Study 3 set out to provide evidence that priming sexuality rather than priming relationships more broadly increases self-disclosure to an opposite-sex stranger and, in turn, the motivation to engage in relationship-initiation behaviors. To do so, participants watched videos depicting couples interacting either sexually or intimately but non-sexually, and disclosed to an opposite-sex confederate over Instant Messenger an embarrassing personal event. Following this interaction, participants rated the extent to which they self-disclosed to the other participant and reported whether and where they would wish to spend a first date with him or her.
Overall, the findings indicate that activation of the sexual system encourages self-disclosure, a strategy that allows people to become closer to a potential partner. Self-disclosure, in turn, further increases the desire for this partner and fosters relationship development. Sharing of private aspects of the self with another individual is a well-documented way for adults to increase interpersonal intimacy and enhance relationship formation.4 The present research suggests that sexual activation facilitates this process, such that when two strangers meet, sexual interest will determine the extent to which personal information will be revealed during their interaction: Heightened sexual interest in a prospective partner is likely to increase self-disclosure, whereas a lack of sexual interest is likely to inhibit it.

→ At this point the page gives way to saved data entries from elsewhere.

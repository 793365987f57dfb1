use crate::{config::GenerationConfig, spec::*, synth::MethodContext};
use eqgen_schema::node::ClassSchema;

/// Build `toString()` for an identity-bearing class.
///
/// Prefers a `getName()` accessor, then the identity members' getters joined
/// by spaces, then the simple class name. Returns `None` when the class
/// already has one, written by hand or by an earlier pass.
#[must_use]
pub fn synthesize_to_string(schema: &ClassSchema, config: &GenerationConfig) -> Option<MethodSpec> {
    if !schema.existing.to_string.is_absent() {
        return None;
    }

    let ctx = MethodContext::new(schema, config);
    let value = if schema.has_name_accessor {
        call(Expr::This, "getName", Vec::new())
    } else if !schema.identity_members.is_empty() {
        joined_getters(schema)
    } else {
        simple_name(config)
    };

    Some(MethodSpec {
        name: "toString".to_string(),
        annotations: ctx.annotations(false, false),
        visibility: Visibility::Public,
        return_type: TypeRef::java_lang("String"),
        params: Vec::new(),
        body: vec![Stmt::Return(value)],
    })
}

// "" + this.getId() + " " + this.getCode()
fn joined_getters(schema: &ClassSchema) -> Expr {
    let mut expr = str_lit("");

    for (i, member) in schema.identity_members.iter().enumerate() {
        if i > 0 {
            expr = binary(BinaryOp::Concat, expr, str_lit(" "));
        }
        let getter = call(Expr::This, &member.getter_name(), Vec::new());
        expr = binary(BinaryOp::Concat, expr, getter);
    }

    expr
}

fn simple_name(config: &GenerationConfig) -> Expr {
    let name = call(
        call(Expr::This, "getClass", Vec::new()),
        "getSimpleName",
        Vec::new(),
    );

    match config
        .to_string_fallback
        .as_deref()
        .and_then(|helper| helper.rsplit_once('.'))
    {
        Some((owner, method)) => static_call(TypeRef::qualified(owner), method, vec![name]),
        None => name,
    }
}
use crate::{MAX_IDENT_LEN, validate::reserved::is_reserved_word};

/// Ensure an identifier is non-empty, within length, well-formed and not a
/// reserved keyword.
pub fn validate_ident(ident: &str) -> Result<(), String> {
    if ident.is_empty() {
        return Err("ident is empty".to_string());
    }
    if ident.len() > MAX_IDENT_LEN {
        return Err(format!("ident '{ident}' exceeds max length {MAX_IDENT_LEN}"));
    }

    let mut chars = ident.chars();
    let starts_ok = chars
        .next()
        .is_some_and(|c| c.is_ascii_alphabetic() || c == '_' || c == '$');
    if !starts_ok || !chars.all(|c| c.is_ascii_alphanumeric() || c == '_' || c == '$') {
        return Err(format!("ident '{ident}' is not a valid identifier"));
    }

    if is_reserved_word(ident) {
        return Err(format!("the word '{ident}' is reserved"));
    }

    Ok(())
}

1. Fletcher, G. J. O., Simpson, J. A., Campbell, L., & Overall, N. C. (2015). Pair-bonding, romantic love, and evolution: The curious case of Homo sapiens. Perspectives on Psychological Science, 10, 20-36.
2. Birnbaum, G. E., & Finkel, E. J. (2015). The magnetism that holds us together: Sexuality and relationship maintenance across relationship development. Current Opinion in Psychology, 1, 29-33.
3. Birnbaum, G. E., Mizrahi, M., Kaplan, A., Kadosh, D., Kariv, D., Tabib, D., Ziv, D., Sadeh, L., & Burban, D. (2017). Sex unleashes your tongue: Sexual priming motivates self-disclosure to a new acquaintance and interest in future interactions. Personality and Social Psychology Bulletin, 43, 706-715.
4. Collins, N. L., & Miller, L. C. (1994). Self-disclosure and liking: A meta-analytic review. Psychological Bulletin, 116(3), 457–75.